I'm sorry you haven't heard of it but it's fairly well known.

Here's it on QI: https://www.youtube.com/watch?v=Ch9UuMFwzCE


It’s shown up on HN before at minimum.


My father was an instrumentation engineer for the DoD and much of what he worked on during his time at the high speed test track out at WSMR did involve ejection seat testing.

They had an assortment of very expensive mannequins rigged up with a multitude of sensors to determine strain or torsional effects that were used to determine whether the ejection was "survivable." I believe the certification process included the smallest possible dummy that could survive the seat ejection, and the largest that would fit.

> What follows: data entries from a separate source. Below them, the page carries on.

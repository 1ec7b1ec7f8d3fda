use juggler_core::cycling::CyclingState;
use juggler_core::{Session, TerminalKind};
use std::sync::Arc;
use std::time::Duration;
use thiserror::Error;

const TAB_HIGHLIGHT_DURATION: Duration = Duration::from_millis(2000);
const PANE_HIGHLIGHT_DURATION: Duration = Duration::from_millis(1000);

#[derive(Debug, Clone, PartialEq, Eq)]
pub struct TerminalSessionInfo {
    pub tab_name: String,
    pub window_name: Option<String>,
    pub pane_index: u32,
    pub pane_count: u32,
}

#[derive(Debug, Clone, Copy, PartialEq, Eq)]
pub struct HighlightStyle {
    pub color: [u8; 3],
    pub duration: Duration,
}

#[derive(Debug, Error)]
pub enum BridgeError {
    #[error("no terminal bridge configured for {0}")]
    Unavailable(TerminalKind),
    #[error("terminal session not found: {0}")]
    SessionNotFound(String),
    #[error("bridge command failed: {0}")]
    CommandFailed(String),
}

/// Terminal automation behind session activation and tab/pane lookups.
/// Implementations may block; callers run them on the blocking pool.
pub trait TerminalBridge: Send + Sync {
    fn activate(&self, kind: TerminalKind, terminal_id: &str) -> Result<(), BridgeError>;

    fn highlight(
        &self,
        kind: TerminalKind,
        terminal_id: &str,
        tab: Option<HighlightStyle>,
        pane: Option<HighlightStyle>,
    ) -> Result<(), BridgeError>;

    fn session_info(
        &self,
        kind: TerminalKind,
        terminal_id: &str,
    ) -> Result<Option<TerminalSessionInfo>, BridgeError>;
}

/// Bridge used when no terminal automation is wired in.
#[derive(Debug, Default, Clone, Copy)]
pub struct UnconfiguredBridge;

impl TerminalBridge for UnconfiguredBridge {
    fn activate(&self, kind: TerminalKind, _terminal_id: &str) -> Result<(), BridgeError> {
        Err(BridgeError::Unavailable(kind))
    }

    fn highlight(
        &self,
        kind: TerminalKind,
        _terminal_id: &str,
        _tab: Option<HighlightStyle>,
        _pane: Option<HighlightStyle>,
    ) -> Result<(), BridgeError> {
        Err(BridgeError::Unavailable(kind))
    }

    fn session_info(
        &self,
        kind: TerminalKind,
        _terminal_id: &str,
    ) -> Result<Option<TerminalSessionInfo>, BridgeError> {
        Err(BridgeError::Unavailable(kind))
    }
}

pub type SharedBridge = Arc<dyn TerminalBridge>;

pub fn highlight_styles(state: CyclingState) -> (HighlightStyle, HighlightStyle) {
    (
        HighlightStyle {
            color: state.tab_color(),
            duration: TAB_HIGHLIGHT_DURATION,
        },
        HighlightStyle {
            color: state.pane_color(),
            duration: PANE_HIGHLIGHT_DURATION,
        },
    )
}

async fn run_blocking<T, F>(bridge: SharedBridge, op: F) -> Result<T, BridgeError>
where
    T: Send + 'static,
    F: FnOnce(&dyn TerminalBridge) -> Result<T, BridgeError> + Send + 'static,
{
    tokio::task::spawn_blocking(move || op(bridge.as_ref()))
        .await
        .map_err(|err| BridgeError::CommandFailed(format!("join_error:{err}")))?
}

pub async fn fetch_session_info(
    bridge: SharedBridge,
    kind: TerminalKind,
    terminal_id: String,
) -> Result<Option<TerminalSessionInfo>, BridgeError> {
    run_blocking(bridge, move |bridge| bridge.session_info(kind, &terminal_id)).await
}

/// Brings the session's terminal to front, then flashes its tab and pane
/// in the current cycling colour.
pub async fn activate_and_highlight(
    bridge: SharedBridge,
    session: &Session,
    cycling: CyclingState,
) -> Result<(), BridgeError> {
    let kind = session.terminal_kind;
    let terminal_id = session.key.terminal_id.clone();
    let (tab, pane) = highlight_styles(cycling);
    let pane = session.key.pane.as_ref().map(|_| pane);
    run_blocking(bridge, move |bridge| {
        bridge.activate(kind, &terminal_id)?;
        bridge.highlight(kind, &terminal_id, Some(tab), pane)
    })
    .await
}

#[cfg(test)]
mod tests {
    use super::*;
    use juggler_core::{SessionKey, SessionState};
    use std::sync::Mutex;

    #[derive(Default)]
    struct RecordingBridge {
        calls: Mutex<Vec<String>>,
    }

    impl TerminalBridge for RecordingBridge {
        fn activate(&self, kind: TerminalKind, terminal_id: &str) -> Result<(), BridgeError> {
            self.calls
                .lock()
                .expect("calls lock")
                .push(format!("activate {kind} {terminal_id}"));
            Ok(())
        }

        fn highlight(
            &self,
            _kind: TerminalKind,
            terminal_id: &str,
            tab: Option<HighlightStyle>,
            pane: Option<HighlightStyle>,
        ) -> Result<(), BridgeError> {
            self.calls.lock().expect("calls lock").push(format!(
                "highlight {terminal_id} tab={:?} pane={:?}",
                tab.map(|s| s.color),
                pane.map(|s| s.color)
            ));
            Ok(())
        }

        fn session_info(
            &self,
            _kind: TerminalKind,
            terminal_id: &str,
        ) -> Result<Option<TerminalSessionInfo>, BridgeError> {
            if terminal_id == "missing" {
                return Err(BridgeError::SessionNotFound(terminal_id.to_string()));
            }
            Ok(Some(TerminalSessionInfo {
                tab_name: format!("tab-{terminal_id}"),
                window_name: None,
                pane_index: 0,
                pane_count: 1,
            }))
        }
    }

    #[tokio::test(flavor = "multi_thread", worker_threads = 2)]
    async fn unconfigured_bridge_reports_unavailable() {
        let bridge: SharedBridge = Arc::new(UnconfiguredBridge);
        let err = fetch_session_info(bridge, TerminalKind::Kitty, "1".to_string())
            .await
            .expect_err("unavailable");
        assert!(matches!(err, BridgeError::Unavailable(TerminalKind::Kitty)));
    }

    #[tokio::test(flavor = "multi_thread", worker_threads = 2)]
    async fn activation_highlights_pane_only_for_multiplexed_sessions() {
        let recorder = Arc::new(RecordingBridge::default());
        let bridge: SharedBridge = recorder.clone();
        let mut session = Session::new(
            SessionKey::new("t1", Some("%2".to_string())),
            "claude-code",
            "/p",
            SessionState::Idle,
            chrono::Utc::now(),
        );
        session.terminal_kind = TerminalKind::Wezterm;
        let cycling = CyclingState {
            current_index: 0,
            highlight_color_index: 1,
        };
        activate_and_highlight(bridge.clone(), &session, cycling)
            .await
            .expect("activate");
        session.key.pane = None;
        activate_and_highlight(bridge, &session, cycling)
            .await
            .expect("activate");

        let calls = recorder.calls.lock().expect("calls lock").clone();
        assert_eq!(
            calls,
            vec![
                "activate wezterm t1".to_string(),
                "highlight t1 tab=Some([255, 180, 0]) pane=Some([128, 90, 0])".to_string(),
                "activate wezterm t1".to_string(),
                "highlight t1 tab=Some([255, 180, 0]) pane=None".to_string(),
            ]
        );
    }

    #[tokio::test(flavor = "multi_thread", worker_threads = 2)]
    async fn session_info_errors_propagate() {
        let bridge: SharedBridge = Arc::new(RecordingBridge::default());
        let info = fetch_session_info(bridge.clone(), TerminalKind::Iterm2, "t9".to_string())
            .await
            .expect("info")
            .expect("some info");
        assert_eq!(info.tab_name, "tab-t9");
        let err = fetch_session_info(bridge, TerminalKind::Iterm2, "missing".to_string())
            .await
            .expect_err("missing");
        assert!(matches!(err, BridgeError::SessionNotFound(_)));
    }
}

Too small and the seat couldn't be rigged with enough ballast to prevent the acceleration of the ejection motor from crushing the pilot's spine. Too large and the seat wouldn't clear the tail or other aircraft structures. If I understand it correctly, the seats are configured to the pilot for this reason.

It's absolutely true that designing around averages is not how ejection seats are constructed or, for that matter, tested.


I strongly urge you to become familiar with the fighter-jet-seat problem if you're working with humans and applying averages.

"no-one is average" is more than technically correct. If your scientific analysis is missing this key point about humans, then it's basically worthless because it doesn't apply to real humans. This is what the US Air Force found: you have to personalise. You can never apply a generic result to an individual and have a good outcome.